Reviewed by David Maclaine
Pride of Carthage benefits from the high-level skills David Anthony Durham brings to the historical novel from his conventional “literary” background. The novel covers the full sweep of the long Second Punic War, from its beginning with Hannibal's decision to capture a city in Spain that claimed alliance with Rome, to the final confrontation at Zama between the great Carthaginian general and the latest general Rome had sent against him, Publius Cornelius Scipio. Durham tells the story from the viewpoint of an assortment of characters, including the major combatants as well as Hannibal's wife and sister, a cavalryman from a nation allied to Carthage and a camp follower of the army that invades Italy. The scene shifts back and forth with the action, from Spain, to the coast of Gaul, to Italy and to Africa. It's a big, multi-layered story, and Durham captures it all.
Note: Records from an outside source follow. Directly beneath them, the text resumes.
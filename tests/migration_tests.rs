/// Schema migration tests
///
/// Forward migration during load, stepwise version advancement, and
/// idempotence across partially-migrated payloads.
/// Run with: cargo test --test migration_tests
use std::sync::Arc;

use keysync::{
    EngineConfig, KeySync, MemoryRemote, Metadata, RecordHandle, StoreConfig, StoredValue,
};
use serde_json::json;

async fn drive_load(engine: &KeySync, record: &RecordHandle) -> bool {
    let rec = record.clone();
    let handle = tokio::spawn(async move { rec.load().await });
    for _ in 0..200 {
        engine.tick().await;
        tokio::task::yield_now().await;
        if handle.is_finished() {
            return handle.await.unwrap().unwrap();
        }
    }
    panic!("load did not resolve");
}

async fn seed(remote: &MemoryRemote, store: &str, key: &str, data: serde_json::Value, version: u32) {
    use keysync::{RemoteStore, Transform};

    // Pre-existing remote value with no live session, as left behind by
    // a cleanly-released previous owner.
    let value = StoredValue {
        data,
        metadata: Metadata {
            session: None,
            session_started_at: 0,
            data_version: version,
            extra: serde_json::Map::new(),
        },
        user_ids: Vec::new(),
    };
    remote
        .update(store, key, Box::new(move |_| Transform::Write(value.clone())))
        .await
        .unwrap();
}

fn gems_store(engine: &KeySync) -> keysync::StoreHandle {
    engine
        .store(
            StoreConfig::new("players")
                .with_template_data(json!({"coins": 0, "gems": 0}))
                .with_migration(|data| {
                    data["gems"] = json!(0);
                    Ok(())
                }),
        )
        .unwrap()
}

#[tokio::test]
async fn stored_v0_is_migrated_to_v1_on_load() {
    let remote = Arc::new(MemoryRemote::new());
    seed(&remote, "players", "1", json!({"coins": 5}), 0).await;

    let engine = KeySync::new(EngineConfig::new(), remote.clone());
    let store = gems_store(&engine);

    let record = store.open("1").unwrap();
    assert!(drive_load(&engine, &record).await);

    assert_eq!(record.data().unwrap(), json!({"coins": 5, "gems": 0}));
    let stored = remote.peek("players", "1").unwrap();
    assert_eq!(stored.metadata.data_version, 1);
}

#[tokio::test]
async fn already_latest_version_is_not_remigrated() {
    let remote = Arc::new(MemoryRemote::new());
    // Stored at version 1 with gems already spent: re-running the
    // migration would zero them out.
    seed(&remote, "players", "1", json!({"coins": 5, "gems": 9}), 1).await;

    let engine = KeySync::new(EngineConfig::new(), remote.clone());
    let store = gems_store(&engine);

    let record = store.open("1").unwrap();
    assert!(drive_load(&engine, &record).await);
    assert_eq!(record.data().unwrap()["gems"], json!(9));
}

#[tokio::test]
async fn resumed_mid_chain_matches_single_pass() {
    let chain = |engine: &KeySync| {
        engine
            .store(
                StoreConfig::new("players")
                    .with_template_data(json!({}))
                    .with_migration(|data| {
                        data["a"] = json!(1);
                        Ok(())
                    })
                    .with_migration(|data| {
                        data["b"] = json!(2);
                        Ok(())
                    })
                    .with_migration(|data| {
                        data["c"] = json!(3);
                        Ok(())
                    }),
            )
            .unwrap()
    };

    // One payload frozen after step one (version 1), another at version 0.
    let remote = Arc::new(MemoryRemote::new());
    seed(&remote, "players", "resumed", json!({"a": 1}), 1).await;
    seed(&remote, "players", "fresh", json!({}), 0).await;

    let engine = KeySync::new(EngineConfig::new(), remote.clone());
    let store = chain(&engine);

    let resumed = store.open("resumed").unwrap();
    assert!(drive_load(&engine, &resumed).await);
    let fresh = store.open("fresh").unwrap();
    assert!(drive_load(&engine, &fresh).await);

    assert_eq!(resumed.data().unwrap(), json!({"a": 1, "b": 2, "c": 3}));
    assert_eq!(fresh.data().unwrap(), json!({"a": 1, "b": 2, "c": 3}));
    assert_eq!(remote.peek("players", "resumed").unwrap().metadata.data_version, 3);
    assert_eq!(remote.peek("players", "fresh").unwrap().metadata.data_version, 3);
}

#[tokio::test]
async fn fresh_key_starts_at_latest_version() {
    let remote = Arc::new(MemoryRemote::new());
    let engine = KeySync::new(EngineConfig::new(), remote.clone());
    let store = gems_store(&engine);

    let record = store.open("new").unwrap();
    assert!(drive_load(&engine, &record).await);

    // Templates are born at the latest version; no migration ran.
    let stored = remote.peek("players", "new").unwrap();
    assert_eq!(stored.metadata.data_version, 1);
    assert_eq!(stored.data, json!({"coins": 0, "gems": 0}));
}

#[tokio::test]
async fn failing_migration_fails_the_load() {
    let remote = Arc::new(MemoryRemote::new());
    seed(&remote, "players", "1", json!({"coins": 5}), 0).await;

    let engine = KeySync::new(EngineConfig::new(), remote.clone());
    let store = engine
        .store(
            StoreConfig::new("players")
                .with_template_data(json!({}))
                .with_migration(|_| {
                    Err(keysync::SyncError::MigrationFailed {
                        index: 0,
                        message: "unrecognized payload shape".to_string(),
                    })
                }),
        )
        .unwrap();

    let record = store.open("1").unwrap();
    assert!(!drive_load(&engine, &record).await);
    assert!(record.is_closed());
    // Nothing was committed.
    assert_eq!(remote.peek("players", "1").unwrap().metadata.data_version, 0);
}
use std::fmt;

use serde::{Deserialize, Serialize};
use uuid::Uuid;

/// Opaque ownership token generated once per record open.
///
/// Two handles racing on the same key carry distinct session ids; the
/// transaction executor uses the id plus its start timestamp to decide
/// which handle may keep writing.
#[derive(Debug, Clone, Copy, PartialEq, Eq, Hash, Serialize, Deserialize)]
pub struct SessionId(Uuid);

impl SessionId {
    pub fn generate() -> Self {
        Self(Uuid::new_v4())
    }
}

impl fmt::Display for SessionId {
    fn fmt(&self, f: &mut fmt::Formatter<'_>) -> fmt::Result {
        write!(f, "{}", self.0)
    }
}

/// Wall-clock timestamp in UTC milliseconds, used for session arbitration.
pub fn session_now_ms() -> i64 {
    chrono::Utc::now().timestamp_millis()
}

#[cfg(test)]
mod tests {
    use super::*;

    #[test]
    fn session_ids_are_unique() {
        assert_ne!(SessionId::generate(), SessionId::generate());
    }
}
Pride of Carthage succeeds because the author has the literary novelist's great gift of bringing character to life. Readers can easily follow the shifts of perspective from the bloody aftermath of a battle in Italy, to the tension of the women waiting back in Carthage, and then to the mounting uncertainty of a general who begins to suspect that he's been outmaneuvered, because each time the viewpoint changes Durham places us in the mind of a distinct, acutely sketched personality. His descriptive skill is also of the highest order, and his mastery of emotional shading aptly tracks the mounting tragedy of a long, bloody war. This is a novel about ancient times told with the immediacy that make it feel far more real than most of the stories of violent death that blare in the daily news. (2005, 592 pages)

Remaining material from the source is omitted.